Five-Minute Stargate


Five-Minute Stargate SG-1: "The First Ones"

by Akire

SG-11: Dig dig, ignore geekboy over there.
Daniel: I'm going to make some startling leaps of logic which are correct even if I have no real evidence to back them up.
Rothman: And I'm going to call you on them then give this find another really corny name. Then I'm going to annoy the soldiers by lording over them.
Daniel: [to nearby soldier] Don't mind him, he wasn't socialised as a puppy.
Rothman: Hey Danny, I'm going over here to advance the plot and give the bad visual effects time to whump you.
Daniel: Can we not and say we did?
Rothman: Hey, at least you have a chance to survive the episode, Bandana Boy!

Stargate: Whoosh!
Rothman: Pant pant, hey look, I'm playing the hero. Oh, O'Neill, your darling Spacemonkey was nicked by an Unas.
Jack: Let me at 'im! Grrrr!

Anyone to Rothman, from here on in: Give that boy a red shirt!
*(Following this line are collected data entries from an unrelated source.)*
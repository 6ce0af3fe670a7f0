//! Timing calculus: named scroll durations and the pure functions deriving section heights,
//! card reveal thresholds and hold/fade zones from them.

pub(crate) mod calculus;
pub(crate) mod constants;
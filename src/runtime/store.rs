use std::collections::BTreeMap;

use smallvec::SmallVec;

/// Per-tick visibility of a section, derived from its distance to the viewport center.
#[derive(Clone, Copy, Debug, PartialEq, Eq, Hash, serde::Serialize, serde::Deserialize)]
#[serde(rename_all = "snake_case")]
pub enum VisibilityState {
    /// Fully transparent (or off-screen).
    Hidden,
    /// Approaching the viewport center; opacity rising.
    FadingIn,
    /// Inside the hold zone; fully opaque.
    Held,
    /// Past the viewport center; opacity falling.
    FadingOut,
}

/// Lifecycle of one sequenced card.
#[derive(Clone, Copy, Debug, Default, PartialEq, Eq, Hash, serde::Serialize, serde::Deserialize)]
#[serde(rename_all = "snake_case")]
pub enum CardPhase {
    /// Not yet triggered.
    #[default]
    Pending,
    /// Reveal animation triggered; exit scheduled.
    Revealing,
    /// Exit transition running or finished.
    Exiting,
}

/// Visual decision for one card.
#[derive(Clone, Copy, Debug, PartialEq, serde::Serialize, serde::Deserialize)]
pub struct CardVisual {
    /// Current phase.
    pub phase: CardPhase,
    /// Target opacity for the renderer's transition.
    pub opacity: f64,
    /// Scroll distance the reveal is tuned for, in pixels.
    pub fade_distance_px: f64,
}

/// Visual decision for one section, written once per tick.
#[derive(Clone, Debug, PartialEq, serde::Serialize, serde::Deserialize)]
pub struct SectionVisual {
    /// Derived visibility state.
    pub state: VisibilityState,
    /// Opacity in `[0, 1]`.
    pub opacity: f64,
    /// `false` when the section is entirely outside the viewport and should not be painted.
    pub painted: bool,
    /// One entry per card, in card order.
    pub cards: SmallVec<[CardVisual; 4]>,
}

/// Sink for controller decisions, keyed by section id.
///
/// The controller is the only writer; renderers read whatever backs the store.
pub trait VisualStateStore {
    /// Record the visual decision for section `id`.
    fn write_section(&mut self, id: &str, visual: SectionVisual);

    /// Record the opacity of the trailing element.
    fn write_trailing(&mut self, opacity: f64);
}

/// Store that keeps the latest decisions in memory.
#[derive(Debug, Default, Clone)]
pub struct InMemoryVisualStore {
    sections: BTreeMap<String, SectionVisual>,
    trailing_opacity: f64,
    writes: u64,
}

impl InMemoryVisualStore {
    /// Create an empty store.
    pub fn new() -> Self {
        Self::default()
    }

    /// Latest decision for section `id`.
    pub fn section(&self, id: &str) -> Option<&SectionVisual> {
        self.sections.get(id)
    }

    /// Latest trailing element opacity.
    pub fn trailing_opacity(&self) -> f64 {
        self.trailing_opacity
    }

    /// All section decisions, ordered by id.
    pub fn iter(&self) -> impl Iterator<Item = (&str, &SectionVisual)> {
        self.sections.iter().map(|(k, v)| (k.as_str(), v))
    }

    /// Number of section writes received.
    pub fn write_count(&self) -> u64 {
        self.writes
    }
}

impl VisualStateStore for InMemoryVisualStore {
    fn write_section(&mut self, id: &str, visual: SectionVisual) {
        self.writes += 1;
        match self.sections.get_mut(id) {
            Some(slot) => *slot = visual,
            None => {
                self.sections.insert(id.to_owned(), visual);
            }
        }
    }

    fn write_trailing(&mut self, opacity: f64) {
        self.trailing_opacity = opacity;
    }
}

#[cfg(test)]
#[path = "../../tests/unit/runtime/store.rs"]
mod tests;
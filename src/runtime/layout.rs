use crate::foundation::core::{Vh, Viewport};
use crate::foundation::error::{ScrollyteError, ScrollyteResult};
use crate::runtime::controller::{SectionGeometry, TickInput};
use crate::scene::model::Scene;

/// One section's placement in document space.
#[derive(Clone, Debug, PartialEq, serde::Serialize)]
pub struct SectionSpan {
    /// Section id.
    pub id: String,
    /// Document offset of the section's top edge.
    pub top_px: f64,
    /// Section scroll height.
    pub height_px: f64,
}

/// Sections stacked top to bottom at their resolved scroll heights.
#[derive(Clone, Debug, PartialEq, serde::Serialize)]
pub struct ScrollLayout {
    viewport: Viewport,
    spans: Vec<SectionSpan>,
}

impl ScrollLayout {
    /// Stack `scene`'s sections; every section must have a scroll height.
    ///
    /// Call [`Scene::resolve_scroll_heights`] first for scenes that leave heights implicit.
    pub fn new(scene: &Scene, viewport: Viewport) -> ScrollyteResult<Self> {
        let mut spans = Vec::with_capacity(scene.sections.len());
        let mut top = 0.0;
        for section in &scene.sections {
            let Some(height_vh) = section.scroll.height_vh else {
                return Err(ScrollyteError::validation(format!(
                    "section '{}' has no scroll height; resolve scroll heights first",
                    section.id
                )));
            };
            let height_px = Vh(f64::from(height_vh)).to_px(viewport.height);
            spans.push(SectionSpan {
                id: section.id.clone(),
                top_px: top,
                height_px,
            });
            top += height_px;
        }
        Ok(Self { viewport, spans })
    }

    /// Viewport the layout was computed for.
    pub fn viewport(&self) -> Viewport {
        self.viewport
    }

    /// Section placements in scroll order.
    pub fn spans(&self) -> &[SectionSpan] {
        &self.spans
    }

    /// Total document height.
    pub fn total_height_px(&self) -> f64 {
        self.spans.last().map_or(0.0, |s| s.top_px + s.height_px)
    }

    /// Largest meaningful scroll offset.
    pub fn max_scroll_px(&self) -> f64 {
        (self.total_height_px() - self.viewport.height).max(0.0)
    }

    /// Section rectangles relative to the viewport top at `scroll_y`.
    pub fn geometry_at(&self, scroll_y: f64) -> Vec<SectionGeometry> {
        self.spans
            .iter()
            .map(|s| SectionGeometry {
                top: s.top_px - scroll_y,
                bottom: s.top_px + s.height_px - scroll_y,
            })
            .collect()
    }

    /// Tick input for `scroll_y` at time `now_ms`.
    pub fn tick_input(&self, scroll_y: f64, now_ms: u64) -> TickInput {
        TickInput {
            viewport: self.viewport,
            sections: self.geometry_at(scroll_y),
            now_ms,
        }
    }
}

#[cfg(test)]
#[path = "../../tests/unit/runtime/layout.rs"]
mod tests;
Daniel: Radio bad, got it. Nice threads, by the way.
Unas: Shut up and walk, bandana boy.

Jack: Okay, let's go get back my Spacemonkey. Geekboy, HEEL!

Daniel: Anyone realised that I can talk into this tape, but not my radio?
Unas: Shh! It's a future plot point! Don't you read the script?
Daniel: Tape good. Got it.

The rescue teams: Trudge, trudge.

Daniel: (into tapedeck) This is the last will and testament of lunch…
Unas: Will you shut up, I'm trying to howl at the moon properly.
Daniel: Werewolf impersonations good. Got it.

UAV: Buzzzzzzz *cough* *splutter*

Carter: Technobabble says we're on the right track.
Jack: Carter, put down the Gameboy and focus.
Carter: But sir, I'm on the tenth level!

Wet Daniel: When did this become Jaws?
Unas: Bloody tourists! Never read the 'No Swimming' sign.
Wet Daniel: Water bad. Got it.
Unas: Let me catch a snake-torpedo and smear you with its suddenly blue blood to make sure you get the point.
Wet Daniel: That's just sick. And the blood only turns clear in the next fiver.

Solider: Sir! We found Hawkins doing mime in the woods!
Hawkins: War is hell, m'kay?

Daniel: Nice cave. Who'd you get in?
Unas: There's a fire in there with this snake's name on it.
Daniel: Oh, so I'm not lunch?
Unas: Wouldn't go that far, bandana boy.

Rescue Team: Trudge trudge.
Carter: Are we there yet?

Daniel + Unas: Nan - Ka - Nan - Ka.
Nan: You rang?

Daniel + Unas: Symbiote Volleyball! Woohoo.

Rescue Team: Trudge trudge.
Carter: Are we there yet?

Daniel: I met my father-in-law this way [hey look, pre-fivered!]
Unas: I don't kiss on the first date.

Jack: Hmm, something weird with mime-boy over there.
Rothman: Sorry, if it ain't dead, I don't know.

Daniel: I am geek, hear me ROAR!
Unas: Okay.
Daniel: YEEEOOOUCH! Okay, I am going to die.

Teal'c: (blowing flying snakes out of the sky from over his shoulder) I am so cool.

Teal'c: Tie yourselves up.
Everyone else: Kinky. Why?
Teal'c: 'Cos I am so cool.

Daniel: Why am I explaining abstract notions to a primitive alien in English? Farscape at least has translator microbes.
Unas: But subtitles are so Original Series.

Unas: Is that tweezers in your pocket or are you just happy to see me?
Daniel: If I say the latter, will you let me go?
Unas: Your bedside manner sucks.

Rothman: We have to do Brooklyn sass once before I go. Sass, sass! I haven't got a snake in my head, no siree. Not me.
Jack: Okay.

Daniel: Dawdle dawdle, doodle doodle.

Teal'c: Like my trap?
Carter: Yeah.
Teal'c: I am so…
Rothman: DIE!!!
Teal'c: Damn white boy.

Daniel: Dawdle dawdle, doodle doodle.

Teal'c: This way.
Jack: Why?
Sign on Rock: This way.
Jack: You are so cool.

Unas: Growl.
Unas2: Growl.
Daniel: Ooh, good comeback.

Unas Pack in background: Mighty Morphin Unas Rangers!

Jack: Daniel, I think you're starting to hang with a bad crowd.
Daniel: Shut up Jack, I'm making friends.
Jack: Like on Kheb?
Daniel: Have we done that yet? Wish these fiver writers would do things in order.
Fiver writers: HEY!

Unas: Primal Scream therapy time.
Jack: I think we just gave the boy a promotion. Do we get a kickback?

Unas: You come back and see us some time, y'all.